Could you write out the records exactly as they are given?

◆ ◆ ◆ ◆ ◆

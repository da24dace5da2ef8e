//! Chained key tree.
//!
//! Each node holds the group secret after one more member joined (`root`)
//! and that member's contribution (`leaf`). The head is always the newest
//! node; older nodes hang off `next` and are never touched again.
use crate::crypto::{KeyExchange, PublicValue, Secret};
use crate::GkaError;

pub struct KeyTreeNode {
    root_secret: Secret,
    /// Only computed when this member has to publish it (as sponsor).
    root_public: Option<PublicValue>,
    leaf_secret: Option<Secret>,
    leaf_public: PublicValue,
    next: Option<Box<KeyTreeNode>>,
}

impl KeyTreeNode {
    pub fn root_secret(&self) -> &Secret {
        &self.root_secret
    }

    pub fn root_public(&self) -> Option<&PublicValue> {
        self.root_public.as_ref()
    }

    pub fn leaf_secret(&self) -> Option<&Secret> {
        self.leaf_secret.as_ref()
    }

    pub fn leaf_public(&self) -> &PublicValue {
        &self.leaf_public
    }

    pub fn next(&self) -> Option<&KeyTreeNode> {
        self.next.as_deref()
    }
}

impl std::fmt::Debug for KeyTreeNode {
    fn fmt(&self, f: &mut std::fmt::Formatter<'_>) -> std::fmt::Result {
        f.debug_struct("KeyTreeNode")
            .field("root_secret", &self.root_secret)
            .field("leaf_public", &self.leaf_public)
            .field("has_next", &self.next.is_some())
            .finish()
    }
}

/// Owner of a chain of [`KeyTreeNode`]s.
#[derive(Debug)]
pub struct KeyTree {
    head: Box<KeyTreeNode>,
    len: usize,
}

impl KeyTree {
    /// A detached single-node tree.
    pub fn build(
        root_secret: Secret,
        root_public: Option<PublicValue>,
        leaf_secret: Option<Secret>,
        leaf_public: PublicValue,
    ) -> Self {
        Self {
            head: Box::new(KeyTreeNode {
                root_secret,
                root_public,
                leaf_secret,
                leaf_public,
                next: None,
            }),
            len: 1,
        }
    }

    /// Prepend a node for `incoming`:
    /// `root' = agree(head.root_secret, incoming)`.
    ///
    /// When `publish` is set the new root public value is computed too.
    /// On error the tree is left unchanged.
    pub fn extend(
        &mut self,
        incoming: &PublicValue,
        kx: &dyn KeyExchange,
        publish: bool,
    ) -> Result<(), GkaError> {
        let root_secret = kx.agree(&self.head.root_secret, incoming)?;
        let root_public = if publish {
            Some(kx.public_of(&root_secret)?)
        } else {
            None
        };

        let mut previous = Box::new(KeyTreeNode {
            root_secret,
            root_public,
            leaf_secret: None,
            leaf_public: incoming.clone(),
            next: None,
        });
        std::mem::swap(&mut self.head, &mut previous);
        self.head.next = Some(previous);
        self.len += 1;
        Ok(())
    }

    pub fn head(&self) -> &KeyTreeNode {
        &self.head
    }

    /// The group secret as currently known.
    pub fn root_secret(&self) -> &Secret {
        &self.head.root_secret
    }

    /// Public value of the current root, derived on demand when the head
    /// did not store one.
    pub fn root_public(&self, kx: &dyn KeyExchange) -> Result<PublicValue, GkaError> {
        match &self.head.root_public {
            Some(public) => Ok(public.clone()),
            None => kx.public_of(&self.head.root_secret),
        }
    }

    /// Number of nodes, equal to the number of keys computed.
    pub fn len(&self) -> usize {
        self.len
    }

    /// Nodes from newest to oldest.
    pub fn iter(&self) -> impl Iterator<Item = &KeyTreeNode> {
        std::iter::successors(Some(self.head.as_ref()), |node| node.next())
    }
}

impl Drop for KeyTree {
    // Unlink iteratively so long chains cannot overflow the stack.
    fn drop(&mut self) {
        let mut next = self.head.next.take();
        while let Some(mut node) = next {
            next = node.next.take();
        }
    }
}
//! Statistics for group key agreement runs.
//!
//! A member records how many messages of each type it sent, how many
//! Diffie-Hellman operations it performed and when agreement started and
//! ended. The recorder is constructed by the process bootstrap and injected
//! into the protocol as a [`StatisticsSink`]; at shutdown it is turned into a
//! [`Snapshot`] which can be merged into an [`Aggregate`] keyed by the
//! expected member count.

mod aggregate;
mod metric;
mod recorder;

pub use aggregate::Aggregate;
pub use metric::{CountMetric, TimeMetric};
pub use recorder::{Counter, NoopSink, Snapshot, StatisticsRecorder, StatisticsSink};

/// Current wall-clock time as Unix nanoseconds.
pub fn now_ns() -> u64 {
    std::time::SystemTime::now()
        .duration_since(std::time::UNIX_EPOCH)
        .map(|d| d.as_nanos() as u64)
        .unwrap_or(0)
}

◆ ◆ ◆ ◆ ◆

__Answer section__.
repository da24dace5da2ef8e
//! Chained key tree.
//!
//! Each node holds the group secret after one more member joined (`root`)
//! and that member's contribution (`leaf`). The head is always the newest
//! node; older nodes hang off `next` and are never touched again.
use crate::crypto::{KeyExchange, PublicValue, Secret};
use crate::GkaError;

pub struct KeyTreeNode {
    root_secret: Secret,
    /// Only computed when this member has to publish it (as sponsor).
    root_public: Option<PublicValue>,
    leaf_secret: Option<Secret>,
    leaf_public: PublicValue,
    next: Option<Box<KeyTreeNode>>,
}

impl KeyTreeNode {
    pub fn root_secret(&self) -> &Secret {
        &self.root_secret
    }

    pub fn root_public(&self) -> Option<&PublicValue> {
        self.root_public.as_ref()
    }

    pub fn leaf_secret(&self) -> Option<&Secret> {
        self.leaf_secret.as_ref()
    }

    pub fn leaf_public(&self) -> &PublicValue {
        &self.leaf_public
    }

    pub fn next(&self) -> Option<&KeyTreeNode> {
        self.next.as_deref()
    }
}

impl std::fmt::Debug for KeyTreeNode {
    fn fmt(&self, f: &mut std::fmt::Formatter<'_>) -> std::fmt::Result {
        f.debug_struct("KeyTreeNode")
            .field("root_secret", &self.root_secret)
            .field("leaf_public", &self.leaf_public)
            .field("has_next", &self.next.is_some())
            .finish()
    }
}

/// Owner of a chain of [`KeyTreeNode`]s.
#[derive(Debug)]
pub struct KeyTree {
    head: Box<KeyTreeNode>,
    len: usize,
}

impl KeyTree {
    /// A detached single-node tree.
    pub fn build(
        root_secret: Secret,
        root_public: Option<PublicValue>,
        leaf_secret: Option<Secret>,
        leaf_public: PublicValue,
    ) -> Self {
        Self {
            head: Box::new(KeyTreeNode {
                root_secret,
                root_public,
                leaf_secret,
                leaf_public,
                next: None,
            }),
            len: 1,
        }
    }

    /// Prepend a node for `incoming`:
    /// `root' = agree(head.root_secret, incoming)`.
    ///
    /// When `publish` is set the new root public value is computed too.
    /// On error the tree is left unchanged.
    pub fn extend(
        &mut self,
        incoming: &PublicValue,
        kx: &dyn KeyExchange,
        publish: bool,
    ) -> Result<(), GkaError> {
        let root_secret = kx.agree(&self.head.root_secret, incoming)?;
        let root_public = if publish {
            Some(kx.public_of(&root_secret)?)
        } else {
            None
        };

        let mut previous = Box::new(KeyTreeNode {
            root_secret,
            root_public,
            leaf_secret: None,
            leaf_public: incoming.clone(),
            next: None,
        });
        std::mem::swap(&mut self.head, &mut previous);
        self.head.next = Some(previous);
        self.len += 1;
        Ok(())
    }

    pub fn head(&self) -> &KeyTreeNode {
        &self.head
    }

    /// The group secret as currently known.
    pub fn root_secret(&self) -> &Secret {
        &self.head.root_secret
    }

    /// Public value of the current root, derived on demand when the head
    /// did not store one.
    pub fn root_public(&self, kx: &dyn KeyExchange) -> Result<PublicValue, GkaError> {
        match &self.head.root_public {
            Some(public) => Ok(public.clone()),
            None => kx.public_of(&self.head.root_secret),
        }
    }

    /// Number of nodes, equal to the number of keys computed.
    pub fn len(&self) -> usize {
        self.len
    }

    /// Nodes from newest to oldest.
    pub fn iter(&self) -> impl Iterator<Item = &KeyTreeNode> {
        std::iter::successors(Some(self.head.as_ref()), |node| node.next())
    }
}

impl Drop for KeyTree {
    // Unlink iteratively so long chains cannot overflow the stack.
    fn drop(&mut self) {
        let mut next = self.head.next.take();
        while let Some(mut node) = next {
            next = node.next.take();
        }
    }
}
//! Statistics for group key agreement runs.
//!
//! A member records how many messages of each type it sent, how many
//! Diffie-Hellman operations it performed and when agreement started and
//! ended. The recorder is constructed by the process bootstrap and injected
//! into the protocol as a [`StatisticsSink`]; at shutdown it is turned into a
//! [`Snapshot`] which can be merged into an [`Aggregate`] keyed by the
//! expected member count.

mod aggregate;
mod metric;
mod recorder;

pub use aggregate::Aggregate;
pub use metric::{CountMetric, TimeMetric};
pub use recorder::{Counter, NoopSink, Snapshot, StatisticsRecorder, StatisticsSink};

/// Current wall-clock time as Unix nanoseconds.
pub fn now_ns() -> u64 {
    std::time::SystemTime::now()
        .duration_since(std::time::UNIX_EPOCH)
        .map(|d| d.as_nanos() as u64)
        .unwrap_or(0)
}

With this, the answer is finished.